Let's write $\{x_0, x_1, x_2\}$ as your 3-point metric space. Let's say that $y_0 = d(x_0, x_1)$, $y_1 = d(x_0, x_2)$, and $y_2 = d(x_1, x_2)$. We want to define an isometric embedding of this space into $\Bbb R^2$. Because I'm lazy, let's say $f(x_0) = 0$, and $f(x_1)=(0,y_0)$. Everything works so far: $d(f(x_0),f(x_1))=y_0=d(x_0,x_1)$.

Now we want $d(f(x_0),f(x_2))=y_1$; so let's draw a circle of radius $y_1$ around $0$. If we can isometrically embed the 3-point metric space, $f(x_2)$ will have to lie on that circle. Similarly, we want $d(f(x_1),f(x_2))=y_2$; so let's draw a circle of radius $y_2$ around $(0,y_0)$. $f(x_2)$ will have to lie on this circle as well. So it suffices to find where our two circles intersect; if they intersect at all, then have $f(x_2)$ be one of the points of intersection. This is an isometric embedding.

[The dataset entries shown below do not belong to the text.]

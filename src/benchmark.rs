use criterion::{black_box, criterion_group, criterion_main, Criterion};
use criterion::measurement::WallTime;
use markov_dp::{solve_finite, solve_infinite, Model, RewardModel, ValueIterationConfig};
use ndarray::{Array2, Array3};

enum Chain {
    SMALL,
    MEDIUM,
    LARGE,
}

impl Chain {
    fn states(&self) -> usize {
        match self {
            Chain::SMALL => 10,
            Chain::MEDIUM => 50,
            Chain::LARGE => 200,
        }
    }
}

/// Two action chain: `wait` mostly stays put, `advance` moves forward but may
/// fall back to the start. Reward grows along the chain.
fn setup(c: Chain) -> Model {
    let n = c.states();
    let mut p = Array3::<f64>::zeros((2, n, n));
    let mut r = Array2::<f64>::zeros((n, 2));
    for i in 0..n {
        let next = (i + 1).min(n - 1);
        p[[0, i, i]] += 0.8;
        p[[0, i, next]] += 0.2;
        p[[1, i, next]] += 0.6;
        p[[1, i, 0]] += 0.4;
        r[[i, 0]] = i as f64 / n as f64;
        r[[i, 1]] = i as f64 / n as f64 - 0.05;
    }
    Model::unlabelled(p, RewardModel::PerAction(r)).unwrap()
}

pub fn backward_induction_benchmark(c: &mut Criterion) -> &mut Criterion<WallTime> {
    let model = setup(Chain::MEDIUM);
    let terminal = vec![0.0; model.n_states()];
    c.bench_function("backward induction 50 states 50 stages", |b|
        b.iter(|| solve_finite(black_box(&model), 50usize, &terminal).unwrap()))
}

pub fn value_iteration_benchmark(c: &mut Criterion) -> &mut Criterion<WallTime> {
    let config = ValueIterationConfig::new(0.95, 1e-6, 10_000);
    for (name, chain) in vec![
        ("value iteration 10 states", Chain::SMALL),
        ("value iteration 200 states", Chain::LARGE),
    ] {
        let model = setup(chain);
        c.bench_function(name, |b| b.iter(|| solve_infinite(black_box(&model), &config, None).unwrap()));
    }
    c
}

criterion_group!(benches, backward_induction_benchmark, value_iteration_benchmark);
criterion_main!(benches);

So we need to check that the two circles intersect. But because $y_0+y_1 \geq y_2$ by the triangle inequality, this must be true (why?)


Let $X=\{A,B,C\}$ be the metric spaces with $3$ points and $a=d(B,C)$, $b=d(A,C)$ and $c=d(A,B)$.

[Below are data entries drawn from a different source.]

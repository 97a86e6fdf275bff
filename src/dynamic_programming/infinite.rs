use ndarray::{Array1, ArrayView1};
use serde::{Deserialize, Serialize};
use tracing::{debug, info, warn};

use crate::error::{Result, SolveError};
use super::bellman;
use super::model::{check_state_vector, Model};
use super::observer::{Observer, Progress, Silent};

pub const DEFAULT_DISCOUNT: f64 = 0.9;
pub const DEFAULT_THRESHOLD: f64 = 1e-6;
pub const DEFAULT_MAX_ITERATIONS: usize = 10_000;

#[derive(Debug, Clone, Copy, PartialEq, Serialize, Deserialize)]
#[serde(default)]
pub struct ValueIterationConfig {
    /// Weight on future reward, in `[0, 1)`.
    pub discount: f64,
    /// Stop once a sweep changes no value by `threshold` or more.
    pub threshold: f64,
    pub max_iterations: usize,
}

impl Default for ValueIterationConfig {
    fn default() -> Self {
        ValueIterationConfig {
            discount: DEFAULT_DISCOUNT,
            threshold: DEFAULT_THRESHOLD,
            max_iterations: DEFAULT_MAX_ITERATIONS,
        }
    }
}

impl ValueIterationConfig {
    pub fn new(discount: f64, threshold: f64, max_iterations: usize) -> Self {
        ValueIterationConfig { discount, threshold, max_iterations }
    }

    pub fn validate(&self) -> Result<()> {
        if !(0.0..1.0).contains(&self.discount) {
            return Err(SolveError::InvalidDiscount(self.discount));
        }
        if !(self.threshold > 0.0) || !self.threshold.is_finite() {
            return Err(SolveError::InvalidThreshold(self.threshold));
        }
        if self.max_iterations == 0 {
            return Err(SolveError::InvalidIterationCap);
        }
        Ok(())
    }
}

#[derive(Debug, Clone, PartialEq)]
pub struct InfiniteSolution {
    values: Array1<f64>,
    policy: Array1<usize>,
    iterations: usize,
    delta: f64,
    discount: f64,
    converged: bool,
}

impl InfiniteSolution {
    pub fn values(&self) -> ArrayView1<f64> {
        self.values.view()
    }

    /// Greedy action of each state from the final sweep.
    pub fn policy(&self) -> ArrayView1<usize> {
        self.policy.view()
    }

    pub fn iterations(&self) -> usize {
        self.iterations
    }

    /// Sup-norm change of the final sweep.
    pub fn delta(&self) -> f64 {
        self.delta
    }

    pub fn converged(&self) -> bool {
        self.converged
    }

    /// A-posteriori bound on the distance of `values` from the fixed point,
    /// `delta * discount / (1 - discount)`.
    pub fn error_bound(&self) -> f64 {
        self.delta * self.discount / (1.0 - self.discount)
    }

    /// Turns a run that hit the iteration cap into `NonConvergence`.
    pub fn ensure_converged(self) -> Result<Self> {
        if self.converged {
            Ok(self)
        } else {
            Err(SolveError::NonConvergence { iterations: self.iterations, delta: self.delta })
        }
    }

    pub fn into_parts(self) -> (Array1<f64>, Array1<usize>) {
        (self.values, self.policy)
    }
}

pub fn solve_infinite(model: &Model, config: &ValueIterationConfig, warm_start: Option<&[f64]>) -> Result<InfiniteSolution> {
    solve_infinite_with(model, config, warm_start, &mut Silent)
}

/// Value iteration with synchronous sweeps, reporting each sweep to `observer`.
///
/// Hitting `max_iterations` is not an error here: the returned solution has
/// `converged() == false` and the caller decides what to do with it.
pub fn solve_infinite_with<O>(
    model: &Model,
    config: &ValueIterationConfig,
    warm_start: Option<&[f64]>,
    observer: &mut O,
) -> Result<InfiniteSolution>
where
    O: Observer + ?Sized,
{
    config.validate()?;
    if !(model.reward_bound() / (1.0 - config.discount)).is_finite() {
        return Err(SolveError::NonFinite { what: "value bound", index: Vec::new() });
    }
    let mut values = match warm_start {
        Some(v) => {
            check_state_vector("warm start", model, v)?;
            Array1::from(v.to_vec())
        }
        None => Array1::zeros(model.n_states()),
    };
    let rewards = model.expected_reward_matrix();
    let mut policy = Array1::<usize>::zeros(model.n_states());
    let mut delta = f64::INFINITY;
    let mut iterations = 0;

    while iterations < config.max_iterations {
        let (next, greedy) = bellman::backup(model, &rewards, values.view(), config.discount)?;
        delta = bellman::sup_norm_diff(values.view(), next.view());
        values = next;
        policy = greedy;
        iterations += 1;
        debug!(iteration = iterations, delta, "value iteration sweep");
        observer.observe(&Progress {
            step: iterations,
            values: values.view(),
            policy: policy.view(),
            delta: Some(delta),
        });
        if delta < config.threshold {
            break;
        }
    }

    let converged = delta < config.threshold;
    if converged {
        info!(iterations, delta, "value iteration converged");
    } else {
        warn!(iterations, delta, threshold = config.threshold, "value iteration hit the iteration cap");
    }
    Ok(InfiniteSolution {
        values,
        policy,
        iterations,
        delta,
        discount: config.discount,
        converged,
    })
}
//! Test doubles and common utilities for contract tests
//!
//! The scripted transport answers GETs from a URL → body table, can be told
//! to fail per URL or entirely, and records every call it sees.

#![allow(dead_code)]

use async_trait::async_trait;
use changebot_core::error::{Error, Result};
use changebot_core::traits::ChangelogTransport;
use changebot_core::updates::format_timestamp_ms;
use changebot_core::{ProviderConfig, ProviderDeps, SafeStorage};
use serde_json::{Value, json};
use std::collections::HashMap;
use std::sync::atomic::{AtomicBool, Ordering};
use std::sync::{Arc, Mutex};

pub const API_BASE: &str = "https://api.test/v1";
pub const DAY_MS: i64 = 24 * 60 * 60 * 1000;

/// One recorded transport call
#[derive(Debug, Clone, PartialEq)]
pub struct Call {
    pub method: &'static str,
    pub url: String,
    pub body: Option<Value>,
}

/// In-memory transport with scripted responses
#[derive(Default)]
pub struct ScriptedTransport {
    routes: Mutex<HashMap<String, Value>>,
    statuses: Mutex<HashMap<String, (u16, &'static str)>>,
    calls: Mutex<Vec<Call>>,
    offline: AtomicBool,
}

impl ScriptedTransport {
    pub fn new() -> Arc<Self> {
        Arc::new(Self::default())
    }

    /// Answer GETs of `url` with `body`
    pub fn respond(&self, url: impl Into<String>, body: Value) {
        self.routes.lock().unwrap().insert(url.into(), body);
    }

    /// Answer every call to `url` with a non-2xx status
    pub fn fail_with_status(&self, url: impl Into<String>, status: u16, text: &'static str) {
        self.statuses.lock().unwrap().insert(url.into(), (status, text));
    }

    /// Clear a scripted status failure
    pub fn recover(&self, url: &str) {
        self.statuses.lock().unwrap().remove(url);
    }

    /// Fail every call at the connection level
    pub fn set_offline(&self, offline: bool) {
        self.offline.store(offline, Ordering::SeqCst);
    }

    pub fn calls(&self) -> Vec<Call> {
        self.calls.lock().unwrap().clone()
    }

    pub fn get_count(&self, url: &str) -> usize {
        self.calls
            .lock()
            .unwrap()
            .iter()
            .filter(|call| call.method == "GET" && call.url == url)
            .count()
    }

    pub fn patches(&self) -> Vec<(String, Value)> {
        self.calls
            .lock()
            .unwrap()
            .iter()
            .filter(|call| call.method == "PATCH")
            .map(|call| (call.url.clone(), call.body.clone().unwrap_or(Value::Null)))
            .collect()
    }

    fn check(&self, url: &str) -> Result<()> {
        if self.offline.load(Ordering::SeqCst) {
            return Err(Error::http(format!("connection refused: {}", url)));
        }
        if let Some((status, text)) = self.statuses.lock().unwrap().get(url) {
            return Err(Error::status(*status, *text));
        }
        Ok(())
    }
}

#[async_trait]
impl ChangelogTransport for ScriptedTransport {
    async fn get_json(&self, url: &str) -> Result<Value> {
        self.calls.lock().unwrap().push(Call {
            method: "GET",
            url: url.to_string(),
            body: None,
        });
        self.check(url)?;
        self.routes
            .lock()
            .unwrap()
            .get(url)
            .cloned()
            .ok_or_else(|| Error::status(404, "Not Found"))
    }

    async fn patch_json(&self, url: &str, body: &Value) -> Result<()> {
        self.calls.lock().unwrap().push(Call {
            method: "PATCH",
            url: url.to_string(),
            body: Some(body.clone()),
        });
        self.check(url)
    }

    fn transport_name(&self) -> &'static str {
        "scripted"
    }
}

/// Deps with fresh bus, registry and in-memory storage
pub fn deps(transport: &Arc<ScriptedTransport>) -> ProviderDeps {
    ProviderDeps::new(SafeStorage::in_memory(), transport.clone())
}

pub fn iso(ms: i64) -> String {
    format_timestamp_ms(ms).unwrap()
}

/// Two plain updates and one banner, one toast
pub fn sample_payload(now: i64) -> Value {
    json!({
        "widget": {"title": "What's new", "slug": "acme"},
        "publications": [
            {"id": 4, "title": "Toast", "highlight_target": "toast", "published_at": iso(now - 1000)},
            {"id": 3, "title": "Fresh", "published_at": iso(now - 2000), "tags": ["Feature"]},
            {"id": 2, "title": "Banner", "highlight_target": "banner", "published_at": iso(now - 3 * DAY_MS)},
            {"id": 1, "title": "Old", "published_at": iso(now - 10 * DAY_MS)}
        ]
    })
}

pub fn updates_url(slug: &str) -> String {
    format!("{}/widgets/{}/updates", API_BASE, slug)
}

pub fn user_url(slug: &str, user: &str) -> String {
    format!("{}/widgets/{}/users/{}", API_BASE, slug, user)
}

/// Slug-mode config against the test API
pub fn slug_config(scope: &str, slug: &str) -> ProviderConfig {
    ProviderConfig::new(scope)
        .with_slug(slug)
        .with_api_base(API_BASE)
}

/// Mock-data config
pub fn mock_config(scope: &str, now: i64) -> ProviderConfig {
    ProviderConfig::new(scope).with_mock_data(sample_payload(now))
}
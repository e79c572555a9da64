// # Changelog Transport Trait
//
// Defines the interface for the HTTP calls made against the changelog API.
//
// ## Implementations
//
// - reqwest: `changebot-http` crate
// - Tests: scripted in-memory transports
//
// ## Contract
//
// Transports are single-shot: one request per call, no retries, no caching.
// URL construction and the "log and degrade" policy live in the core
// (`ApiClient`, `ScopedStore`); a transport only reports what happened.

use async_trait::async_trait;

/// Trait for changelog API transports
#[async_trait]
pub trait ChangelogTransport: Send + Sync {
    /// GET a URL and decode the body as JSON
    ///
    /// # Returns
    ///
    /// - `Ok(Value)`: 2xx response with a JSON body
    /// - `Err(Error::Status { .. })`: non-2xx response
    /// - `Err(Error)`: transport or decoding failure
    async fn get_json(&self, url: &str) -> Result<serde_json::Value, crate::Error>;

    /// PATCH a URL with a JSON body
    ///
    /// # Returns
    ///
    /// - `Ok(())`: 2xx response
    /// - `Err(Error::Status { .. })`: non-2xx response
    /// - `Err(Error)`: transport failure
    async fn patch_json(&self, url: &str, body: &serde_json::Value) -> Result<(), crate::Error>;

    /// Get the transport name (for logging/debugging)
    fn transport_name(&self) -> &'static str;
}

Then pick any points $D$, $E$ and $F$ in ${\mathbb R}^2$ such that $|EF|=a$, $|DF|=b$ and $|DE|=c$ (where $|PQ|$ denotes the Euclidean distance between two points $P$ and $Q$). It exists since $a+b\leq c$, $a+c\leq b$ and $b+c\leq a$. Then the application $f$ from $X$ into ${\mathbb R}^2$ defined by $f(A)=D$, $f(B)=E$ and $f(C)=F$ is clearly an isometry.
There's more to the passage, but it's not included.